The Government's faux-position of 'we have no plans' to create such a database is not worth a tinker's cuss. Purposefully keeping hold of DNA samples from innocent people - many of them children and victims of crime themselves, is indefensible.

The panacea of a DNA database is offered up within a context of massive failure to effectively punish the convicted guilty. The DNA database is mainly helping the police identify convicted criminals who have been released from jail, when they shouldn't have been. The most glaring failure of the criminal justice system is the disregard of the two most important principles in dealing with crime: Punishment and protecting the public.


4 comments:

Anonymous said...

I cannot wait for the database to be rolled out. If it is and they ever catch the man who raped me i will finally feel the justice i've been denied all these years and be able to move on. If that means inconveniencing a few arrested guys who 'suffer' the indignity of their dna on file it is a small price to pay. I'd *happily* swap them years of injustice and misery for that small 'inconvenience'. Stop the insanity! It works, is proven to work and what's it going to take to see a few Englishmen stand up for that instead of whinging about freedoms? My freedom is worth just as much!

Anonymous said...

It has NOTHING to do with the punishment which is a totally seperate issue. I spent ages with the police who worked fucking hard on it and got nowhere. Noone can deny that this helps them. NOONE. And it makes me furious to read this, Sorry but you have no idea at all.

Anonymous said...

I didn't mean to be rude. But you honestly do not know what is involved and how hard this crime is to track and prosecute - and i felt it slightly patronising to suggest that it is because victims do not feel justice alone that causes us to wish for this to be rolled out. It is proven to work. It is one of the hardest crimes to trace and it is the wider public, particularly men, who are rather slack in their outrage at this dispicable and common crime but then rush to put down any tool that helps the police. The police do an amazing job. They deserve all the tools necessary and im happy to read that it looks set to be expanded.

Trooper Thompson said...

Having my dna on file isn't going to solve any crimes, because I don't go round attacking people or robbing their stuff. Having everybody's dna won't end rape. In a great many cases, the defendant admits a sex act but claims consent was given.
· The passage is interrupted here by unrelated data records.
use std::sync::Arc;

use tracing::{debug, info, warn};

use super::{Scheduler, TargetOpts};
use crate::foundation::core::{SortKey, TargetId};
use crate::foundation::error::{SchedulerError, SchedulerResult};
use crate::stage::assignment::{Stage, StageAssignment, StageContext};
use crate::stage::callback::{CallbackData, CallbackId, CallbackTime, RegisteredCallback};
use crate::stage::task::Task;
use crate::target::RenderTarget;
use crate::target::slot::{TargetSlot, TargetState};

impl Scheduler {
    /// Add a target using a threading-model descriptor.
    ///
    /// Worker contexts named by the model are spawned on first reference. The target starts
    /// `Unopened`; `open_targets` (or `run_frame`) opens it.
    pub fn make_target(
        &mut self,
        target: impl RenderTarget + 'static,
        opts: TargetOpts,
    ) -> SchedulerResult<TargetId> {
        let model = opts
            .threading
            .unwrap_or_else(|| self.opts.default_threading.clone());
        self.add_target(target, model.assignment(), opts.sort_key)
    }

    /// Add a target with an explicit stage assignment.
    pub fn add_target(
        &mut self,
        target: impl RenderTarget + 'static,
        assignment: StageAssignment,
        sort_key: SortKey,
    ) -> SchedulerResult<TargetId> {
        self.guard_mutation("add_target")?;
        let id = TargetId(self.next_target);
        let slot = Arc::new(TargetSlot::new(
            id,
            Box::new(target),
            sort_key,
            assignment.clone(),
        ));
        if let Err(err) = self.schedule(&slot, &assignment) {
            self.unschedule(&slot);
            return Err(err);
        }
        self.next_target += 1;
        self.targets.insert(id, slot.clone());
        self.dirty = true;
        debug!(
            target_id = %id,
            name = slot.name(),
            kind = ?slot.target().kind(),
            window = %assignment.window,
            cull = %assignment.cull,
            draw = %assignment.draw,
            "target added"
        );
        Ok(id)
    }

    /// Take a target out of every queue and forget it.
    ///
    /// Scheduling stops before this returns. Release and close of an open target are deferred to
    /// the end of the next task on its draw and window contexts.
    pub fn remove_target(&mut self, id: TargetId) -> SchedulerResult<()> {
        self.guard_mutation("remove_target")?;
        let slot = self
            .targets
            .remove(&id)
            .ok_or(SchedulerError::UnknownTarget(id))?;
        self.retire(&slot);
        debug!(target_id = %id, name = slot.name(), "target removed");
        Ok(())
    }

    /// Move a target's stages to other contexts.
    ///
    /// Cull and draw may move at any time between frames. The window context of an `Open` target
    /// is fixed; only an `Unopened` target can change it.
    pub fn set_target_stage_assignment(
        &mut self,
        id: TargetId,
        assignment: StageAssignment,
    ) -> SchedulerResult<()> {
        self.guard_mutation("set_target_stage_assignment")?;
        let slot = self.slot(id)?;
        if !matches!(slot.state(), TargetState::Unopened | TargetState::Open) {
            return Err(SchedulerError::validation(format!(
                "target {id} is {:?} and cannot be reassigned",
                slot.state()
            )));
        }
        let old = slot.assignment();
        if old == assignment {
            return Ok(());
        }
        // An open window is serviced and closed on the context that opened it.
        if slot.state() == TargetState::Open && old.window != assignment.window {
            return Err(SchedulerError::validation(format!(
                "target {id} is open on window context '{}' and cannot move to '{}'",
                old.window, assignment.window
            )));
        }
        self.unschedule(&slot);
        slot.set_assignment(assignment.clone());
        if let Err(err) = self.schedule(&slot, &assignment) {
            slot.set_assignment(old.clone());
            self.unschedule(&slot);
            self.schedule(&slot, &old)?;
            return Err(err);
        }
        self.dirty = true;
        debug!(target_id = %id, from = ?old, to = ?assignment, "target reassigned");
        Ok(())
    }

    /// Change a target's draw-order key. Takes effect at the next resort.
    pub fn set_sort_key(&mut self, id: TargetId, key: SortKey) -> SchedulerResult<()> {
        let slot = self.slot(id)?;
        if slot.sort_key() != key {
            slot.set_sort_key(key);
            self.dirty = true;
        }
        Ok(())
    }

    /// Stable re-sort of every queue by `(sort key, creation order)`.
    pub fn resort_targets(&mut self) {
        for queue in self.all_queues() {
            queue.lock().resort();
        }
        self.dirty = false;
        debug!(queues = self.workers.len() + 1, "targets resorted");
    }

    /// Run `func` on `ctx` right before or after each of its frame tasks.
    pub fn add_callback(
        &mut self,
        ctx: StageContext,
        time: CallbackTime,
        func: impl Fn(&CallbackData<'_>) + Send + Sync + 'static,
    ) -> SchedulerResult<CallbackId> {
        let queue = self.queue_for(&ctx)?;
        let id = CallbackId(self.next_callback);
        self.next_callback += 1;
        queue.lock().callbacks.push(RegisteredCallback {
            id,
            time,
            func: Arc::new(func),
        });
        debug!(context = %ctx, ?time, callback = id.0, "callback added");
        Ok(id)
    }

    /// Returns `false` when no callback has this id.
    pub fn remove_callback(&mut self, id: CallbackId) -> bool {
        self.all_queues().any(|queue| queue.lock().remove_callback(id))
    }

    /// Release and close every target on its owning contexts, then stop every worker.
    ///
    /// Targets stay known in the `Closed` state. Referencing a worker context again afterwards
    /// spawns a fresh thread.
    pub fn terminate_threads(&mut self) -> SchedulerResult<()> {
        let mut first_err: Option<SchedulerError> = None;

        let live = self.all_queues().any(|queue| {
            let q = queue.lock();
            Stage::ALL.into_iter().any(|stage| q.has_targets(stage)) || q.has_pending()
        });
        if self.poisoned.is_none() && live {
            let flushed = self
                .broadcast(Task::Release, |q| {
                    q.has_targets(Stage::Draw) || q.has_pending()
                })
                .and_then(|_| {
                    self.broadcast(Task::Close, |q| {
                        q.has_targets(Stage::Window) || q.has_pending()
                    })
                });
            if let Err(err) = flushed {
                first_err.get_or_insert(err);
            }
            for queue in self.all_queues() {
                queue.lock().clear_targets();
            }
        }

        let timeout = self.opts.join_timeout();
        for (name, worker) in std::mem::take(&mut self.workers) {
            if let Err(err) = worker.terminate(timeout) {
                warn!(context = %name, %err, "worker did not terminate cleanly");
                first_err.get_or_insert(err);
            }
        }
        for slot in self.targets.values() {
            slot.clear_handoff();
        }
        self.flip_state = super::FlipState::Flip;
        info!(targets = self.targets.len(), "scheduler threads terminated");

        match first_err {
            Some(err) => Err(err),
            None => Ok(()),
        }
    }

    fn schedule(
        &mut self,
        slot: &Arc<TargetSlot>,
        assignment: &StageAssignment,
    ) -> SchedulerResult<()> {
        for stage in Stage::ALL {
            let queue = self.queue_for(assignment.context_for(stage))?;
            queue.lock().insert(stage, slot.clone());
        }
        Ok(())
    }

    fn unschedule(&self, slot: &TargetSlot) {
        let assignment = slot.assignment();
        for stage in Stage::ALL {
            if let Some(queue) = self.existing_queue(assignment.context_for(stage)) {
                queue.lock().remove(stage, slot.id());
            }
        }
    }

    /// Unschedule `slot` and queue its release and close on the owning contexts.
    pub(super) fn retire(&mut self, slot: &Arc<TargetSlot>) {
        self.unschedule(slot);
        slot.clear_handoff();
        match slot.state() {
            TargetState::Open | TargetState::CloseRequested => {}
            TargetState::Unopened => {
                slot.set_state(TargetState::Closed);
                return;
            }
            TargetState::Closing | TargetState::Closed => return,
        }

        slot.set_state(TargetState::Closing);
        let assignment = slot.assignment();
        match self.existing_queue(&assignment.draw) {
            Some(queue) => queue.lock().defer_release(slot.clone()),
            None => slot.mark_released(),
        }
        match self.existing_queue(&assignment.window) {
            Some(queue) => queue.lock().defer_close(slot.clone()),
            None => slot.set_state(TargetState::Closed),
        }
    }
}
use framepipe::{
    CallKind, CallLog, FlipState, HeadlessTarget, Scheduler, SchedulerError, SchedulerOpts,
    StageAssignment, StageContext, TargetId, TargetOpts, TargetState, ThreadingModel,
};

fn opts(model: &str) -> TargetOpts {
    TargetOpts {
        sort_key: 0,
        threading: Some(ThreadingModel::parse(model).unwrap()),
    }
}

fn add(s: &mut Scheduler, log: &CallLog, name: &str, model: &str) -> TargetId {
    s.make_target(HeadlessTarget::new(name).with_log(log.clone()), opts(model))
        .unwrap()
}

#[test]
fn each_frame_processes_exactly_the_targets_present_at_its_start() {
    let log = CallLog::new();
    let mut s = Scheduler::new(SchedulerOpts::default()).unwrap();
    let a = add(&mut s, &log, "a", "");
    add(&mut s, &log, "b", "A");
    s.run_frame().unwrap();

    add(&mut s, &log, "c", "A");
    s.run_frame().unwrap();
    assert_eq!(log.count("a", CallKind::BeginFrame), 2);
    assert_eq!(log.count("b", CallKind::BeginFrame), 2);
    assert_eq!(log.count("c", CallKind::BeginFrame), 1);

    s.remove_target(a).unwrap();
    assert_eq!(s.target_state(a), None);
    assert_eq!(log.count("a", CallKind::Close), 0);

    s.run_frame().unwrap();
    assert_eq!(log.count("a", CallKind::BeginFrame), 2);
    assert_eq!(log.count("a", CallKind::Flip), 2);
    assert_eq!(log.count("a", CallKind::Release), 1);
    assert_eq!(log.count("a", CallKind::Close), 1);
    assert_eq!(log.count("b", CallKind::BeginFrame), 3);
    assert_eq!(log.count("c", CallKind::BeginFrame), 2);

    s.run_frame().unwrap();
    assert_eq!(log.count("a", CallKind::Release), 1);
    assert_eq!(log.count("a", CallKind::Close), 1);
}

#[test]
fn removal_releases_on_draw_context_then_closes_on_window_context() {
    let log = CallLog::new();
    let mut s = Scheduler::new(SchedulerOpts::default()).unwrap();
    let id = add(&mut s, &log, "w", "W:C/D");
    s.run_frame().unwrap();
    assert_eq!(
        log.threads_for("w", CallKind::Open),
        vec![Some("framepipe-W".to_string())]
    );

    s.remove_target(id).unwrap();
    s.run_frame().unwrap();

    assert_eq!(
        log.threads_for("w", CallKind::Release),
        vec![Some("framepipe-D".to_string())]
    );
    assert_eq!(
        log.threads_for("w", CallKind::Close),
        vec![Some("framepipe-W".to_string())]
    );
    let calls: Vec<CallKind> = log
        .records()
        .into_iter()
        .filter(|r| matches!(r.call, CallKind::Release | CallKind::Close))
        .map(|r| r.call)
        .collect();
    assert_eq!(calls, vec![CallKind::Release, CallKind::Close]);
}

#[test]
fn mutations_are_rejected_while_a_frame_is_in_flight() {
    let log = CallLog::new();
    let mut s = Scheduler::new(SchedulerOpts::default()).unwrap();
    let a = add(&mut s, &log, "a", "A");
    s.open_targets().unwrap();

    s.render_frame().unwrap();
    assert_eq!(s.flip_state(), FlipState::Drawing);

    let err = s
        .make_target(HeadlessTarget::new("late"), TargetOpts::default())
        .unwrap_err();
    assert!(matches!(err, SchedulerError::FrameInFlight(_)), "{err}");
    assert!(matches!(
        s.remove_target(a).unwrap_err(),
        SchedulerError::FrameInFlight(_)
    ));
    assert!(matches!(
        s.set_target_stage_assignment(a, StageAssignment::driving())
            .unwrap_err(),
        SchedulerError::FrameInFlight(_)
    ));
    assert!(matches!(
        s.open_targets().unwrap_err(),
        SchedulerError::FrameInFlight(_)
    ));
    s.set_sort_key(a, 4).unwrap();

    s.sync_frame().unwrap();
    assert!(matches!(
        s.remove_target(a).unwrap_err(),
        SchedulerError::FrameInFlight(_)
    ));
    s.flip_frame().unwrap();

    s.remove_target(a).unwrap();
    assert!(matches!(
        s.remove_target(a).unwrap_err(),
        SchedulerError::UnknownTarget(id) if id == a
    ));
}

#[test]
fn failed_open_skips_only_that_target() {
    let log = CallLog::new();
    let mut s = Scheduler::new(SchedulerOpts::default()).unwrap();
    let bad_target = HeadlessTarget::new("bad").with_log(log.clone());
    bad_target.controls().set_fail_open(true);
    let bad = s.make_target(bad_target, opts("A")).unwrap();
    let good = add(&mut s, &log, "good", "A");

    assert_eq!(s.open_targets().unwrap(), 1);
    assert_eq!(s.target_state(bad), Some(TargetState::Closed));
    assert_eq!(s.target_state(good), Some(TargetState::Open));

    let stats = s.run_frame().unwrap();
    assert_eq!(stats.targets_drawn, 1);
    assert_eq!(log.count("bad", CallKind::Cull), 0);
    assert_eq!(log.count("bad", CallKind::BeginFrame), 0);
    assert_eq!(log.count("good", CallKind::Flip), 1);

    s.remove_target(bad).unwrap();
    s.run_frame().unwrap();
    assert_eq!(log.count("bad", CallKind::Release), 0);
    assert_eq!(log.count("bad", CallKind::Close), 0);
}

#[test]
fn window_close_request_is_honored_at_the_frame_boundary() {
    let log = CallLog::new();
    let mut s = Scheduler::new(SchedulerOpts::default()).unwrap();
    let t = HeadlessTarget::new("win").with_log(log.clone());
    let controls = t.controls();
    let win = s.make_target(t, opts("A")).unwrap();
    add(&mut s, &log, "other", "A");
    s.run_frame().unwrap();

    controls.request_close();
    let stats = s.run_frame().unwrap();
    assert_eq!(stats.targets_drawn, 1);
    assert_eq!(log.count("win", CallKind::BeginFrame), 1);
    assert_eq!(log.count("win", CallKind::Release), 1);
    assert_eq!(log.count("win", CallKind::Close), 1);
    assert_eq!(s.target_state(win), Some(TargetState::Closed));
    assert!(s.target_ids().contains(&win));

    s.run_frame().unwrap();
    assert_eq!(log.count("win", CallKind::BeginFrame), 1);
    assert_eq!(log.count("other", CallKind::BeginFrame), 3);

    s.remove_target(win).unwrap();
    s.terminate_threads().unwrap();
    assert_eq!(log.count("win", CallKind::Close), 1);
}

#[test]
fn reassignment_moves_work_to_the_new_context() {
    let log = CallLog::new();
    let mut s = Scheduler::new(SchedulerOpts::default()).unwrap();
    let id = add(&mut s, &log, "t", "");
    s.run_frame().unwrap();
    assert!(s.worker_contexts().is_empty());

    let moved = StageAssignment::new(
        StageContext::Driving,
        StageContext::named("R"),
        StageContext::named("R"),
    );
    s.set_target_stage_assignment(id, moved.clone()).unwrap();
    assert_eq!(s.target_assignment(id), Some(moved));
    assert_eq!(s.worker_contexts(), vec![StageContext::named("R")]);

    log.clear();
    s.run_frame().unwrap();
    assert_eq!(
        log.threads_for("t", CallKind::Draw),
        vec![Some("framepipe-R".to_string())]
    );
    assert_eq!(log.count("t", CallKind::Flip), 1);
}

#[test]
fn open_target_keeps_its_window_context() {
    let log = CallLog::new();
    let mut s = Scheduler::new(SchedulerOpts::default()).unwrap();
    let id = add(&mut s, &log, "t", "W:C/D");
    let pending = add(&mut s, &log, "p", "W:C/D");
    s.run_frame().unwrap();
    let late = add(&mut s, &log, "late", "W:C/D");

    let elsewhere = ThreadingModel::parse("X:C/D").unwrap().assignment();
    let err = s
        .set_target_stage_assignment(id, elsewhere.clone())
        .unwrap_err();
    assert!(matches!(err, SchedulerError::Validation(_)), "{err}");
    assert_eq!(
        s.target_assignment(id),
        Some(ThreadingModel::parse("W:C/D").unwrap().assignment())
    );

    let same_window = ThreadingModel::parse("W:E").unwrap().assignment();
    s.set_target_stage_assignment(pending, same_window).unwrap();
    s.set_target_stage_assignment(late, elsewhere).unwrap();

    s.run_frame().unwrap();
    assert_eq!(
        log.threads_for("late", CallKind::Open),
        vec![Some("framepipe-X".to_string())]
    );
    assert_eq!(
        log.threads_for("p", CallKind::Draw).last().cloned(),
        Some(Some("framepipe-E".to_string()))
    );

    s.remove_target(id).unwrap();
    s.run_frame().unwrap();
    assert_eq!(
        log.threads_for("t", CallKind::Close),
        vec![Some("framepipe-W".to_string())]
    );
}

#[test]
fn terminate_threads_releases_and_closes_everything_once() {
    let log = CallLog::new();
    let mut s = Scheduler::new(SchedulerOpts::default()).unwrap();
    let ids = [
        add(&mut s, &log, "a", ""),
        add(&mut s, &log, "b", "A"),
        add(&mut s, &log, "c", "A/B"),
        add(&mut s, &log, "d", "B"),
    ];
    s.run_frame().unwrap();
    let late = add(&mut s, &log, "late", "B");

    s.terminate_threads().unwrap();
    assert!(s.worker_contexts().is_empty());
    for id in ids.into_iter().chain([late]) {
        assert_eq!(s.target_state(id), Some(TargetState::Closed));
    }
    for name in ["a", "b", "c", "d"] {
        assert_eq!(log.count(name, CallKind::Release), 1, "{name}");
        assert_eq!(log.count(name, CallKind::Close), 1, "{name}");
    }
    assert_eq!(log.count("late", CallKind::Open), 0);
    assert_eq!(log.count("late", CallKind::Close), 0);

    drop(s);
    assert_eq!(log.total(CallKind::Close), 4);
}

#[test]
fn dropping_the_scheduler_closes_open_targets() {
    let log = CallLog::new();
    {
        let mut s = Scheduler::new(SchedulerOpts::default()).unwrap();
        add(&mut s, &log, "a", "A");
        add(&mut s, &log, "b", "");
        s.run_frame().unwrap();
    }
    assert_eq!(log.count("a", CallKind::Close), 1);
    assert_eq!(log.count("b", CallKind::Close), 1);
    assert_eq!(
        log.threads_for("a", CallKind::Close),
        vec![Some("framepipe-A".to_string())]
    );
}
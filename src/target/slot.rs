use std::sync::atomic::{AtomicBool, AtomicI32, Ordering};
use std::sync::{Mutex, RwLock};

use crate::foundation::core::{SortKey, TargetId};
use crate::foundation::sync::{lock, read, write};
use crate::stage::assignment::{StageAssignment, StageContext};
use crate::target::{DrawableList, RenderTarget};

/// Lifecycle of a target as seen by the scheduler.
#[derive(Clone, Copy, Debug, PartialEq, Eq, Hash, serde::Serialize, serde::Deserialize)]
#[serde(rename_all = "snake_case")]
pub enum TargetState {
    /// Created but not opened yet; waits for `open_targets`.
    Unopened,
    /// Scheduled for window, cull, draw and flip work.
    Open,
    /// The window system asked to close it during a frame; unscheduled at the frame boundary.
    CloseRequested,
    /// Unscheduled; release and close are queued on the owning contexts.
    Closing,
    /// Closed (or failed to open). Never touched by a stage again.
    Closed,
}

/// Cull output crossing from the cull stage to the draw stage.
///
/// `staged` is written by the cull stage during a frame. When cull and draw share a context the
/// draw stage takes `staged` directly, later in the same task. Otherwise the driving context
/// moves `staged` into `latched` at the frame barrier and the draw stage consumes `latched` one
/// frame later, so the two contexts never touch the same list concurrently.
#[derive(Debug, Default)]
struct CullHandoff {
    staged: Option<Vec<DrawableList>>,
    latched: Option<Vec<DrawableList>>,
}

/// Scheduler-side record wrapping one [`RenderTarget`].
pub(crate) struct TargetSlot {
    id: TargetId,
    target: Box<dyn RenderTarget>,
    sort_key: AtomicI32,
    state: Mutex<TargetState>,
    // Written by the driving context only, outside a frame.
    assignment: RwLock<StageAssignment>,
    handoff: Mutex<CullHandoff>,
    flip_pending: AtomicBool,
    released: AtomicBool,
}

impl TargetSlot {
    pub(crate) fn new(
        id: TargetId,
        target: Box<dyn RenderTarget>,
        sort_key: SortKey,
        assignment: StageAssignment,
    ) -> Self {
        Self {
            id,
            target,
            sort_key: AtomicI32::new(sort_key),
            state: Mutex::new(TargetState::Unopened),
            assignment: RwLock::new(assignment),
            handoff: Mutex::new(CullHandoff::default()),
            flip_pending: AtomicBool::new(false),
            released: AtomicBool::new(false),
        }
    }

    pub(crate) fn id(&self) -> TargetId {
        self.id
    }

    pub(crate) fn target(&self) -> &dyn RenderTarget {
        self.target.as_ref()
    }

    pub(crate) fn name(&self) -> &str {
        self.target.name()
    }

    pub(crate) fn sort_key(&self) -> SortKey {
        self.sort_key.load(Ordering::Acquire)
    }

    pub(crate) fn set_sort_key(&self, key: SortKey) {
        self.sort_key.store(key, Ordering::Release);
    }

    /// Queue ordering: ascending sort key, creation order on ties.
    pub(crate) fn order_key(&self) -> (SortKey, TargetId) {
        (self.sort_key(), self.id)
    }

    pub(crate) fn state(&self) -> TargetState {
        *lock(&self.state)
    }

    pub(crate) fn set_state(&self, state: TargetState) {
        *lock(&self.state) = state;
    }

    pub(crate) fn is_open(&self) -> bool {
        self.state() == TargetState::Open
    }

    /// Flag a close requested by the window system. Returns `false` if the target was not open.
    pub(crate) fn request_close(&self) -> bool {
        let mut state = lock(&self.state);
        if *state == TargetState::Open {
            *state = TargetState::CloseRequested;
            true
        } else {
            false
        }
    }

    pub(crate) fn assignment(&self) -> StageAssignment {
        read(&self.assignment).clone()
    }

    pub(crate) fn set_assignment(&self, assignment: StageAssignment) {
        *write(&self.assignment) = assignment;
        self.clear_handoff();
    }

    pub(crate) fn is_culled_on(&self, ctx: &StageContext) -> bool {
        read(&self.assignment).cull == *ctx
    }

    pub(crate) fn stage_culled(&self, lists: Vec<DrawableList>) {
        lock(&self.handoff).staged = Some(lists);
    }

    /// Lists for the draw stage running on `ctx`.
    pub(crate) fn take_for_draw(&self, ctx: &StageContext) -> Option<Vec<DrawableList>> {
        let same_context = self.is_culled_on(ctx);
        let mut handoff = lock(&self.handoff);
        if same_context {
            handoff.staged.take()
        } else {
            handoff.latched.take()
        }
    }

    /// Frame barrier step for targets whose cull and draw contexts differ.
    pub(crate) fn latch_culled(&self) {
        let mut handoff = lock(&self.handoff);
        if let Some(staged) = handoff.staged.take() {
            handoff.latched = Some(staged);
        }
    }

    pub(crate) fn clear_handoff(&self) {
        let mut handoff = lock(&self.handoff);
        handoff.staged = None;
        handoff.latched = None;
    }

    pub(crate) fn mark_drawn(&self) {
        self.flip_pending.store(true, Ordering::Release);
    }

    pub(crate) fn is_flip_pending(&self) -> bool {
        self.flip_pending.load(Ordering::Acquire)
    }

    pub(crate) fn take_flip_pending(&self) -> bool {
        self.flip_pending.swap(false, Ordering::AcqRel)
    }

    /// Drop a drawn frame that was never flipped.
    pub(crate) fn discard_flip(&self) -> bool {
        self.take_flip_pending()
    }

    pub(crate) fn mark_released(&self) {
        self.released.store(true, Ordering::Release);
    }

    pub(crate) fn is_released(&self) -> bool {
        self.released.load(Ordering::Acquire)
    }
}

impl std::fmt::Debug for TargetSlot {
    fn fmt(&self, f: &mut std::fmt::Formatter<'_>) -> std::fmt::Result {
        f.debug_struct("TargetSlot")
            .field("id", &self.id)
            .field("name", &self.target.name())
            .field("sort_key", &self.sort_key())
            .field("state", &self.state())
            .finish()
    }
}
I am not objecting to keeping dna on convicted criminals and unsolved crimes, and taking dna from people who are arrested for certain crimes.

The issue of punishment is indeed relevant. The law has become dysfunctional because punishment is not doled out to fit the crime, so even if someone is caught, it's likely that he won't be given much of a sentence and will be released in the knowledge that he will commit further crimes. Consider some of the crimes which have pushed this into the spotlight. One man murdered a girl, and was caught when he was arrested for assault some time later. I do not argue that his dna should have been checked. However, he was already a convicted rapist, who was deported from Australia, and no effort was made to deal with the threat he was known to pose. One man murdered five prostitutes and was caught because they had his dna on file for a previous conviction. Again, I do not dispute that such data should be kept. A man raped and murdered a Polish student. I do not know what role dna evidence was in this case. The question is why was he not still in jail after being convicted of kidnapping and raping two children some years before?

The accusation that my sense of outrage is reserved for such things as this, whilst somehow endulging serious violent crimes is not true.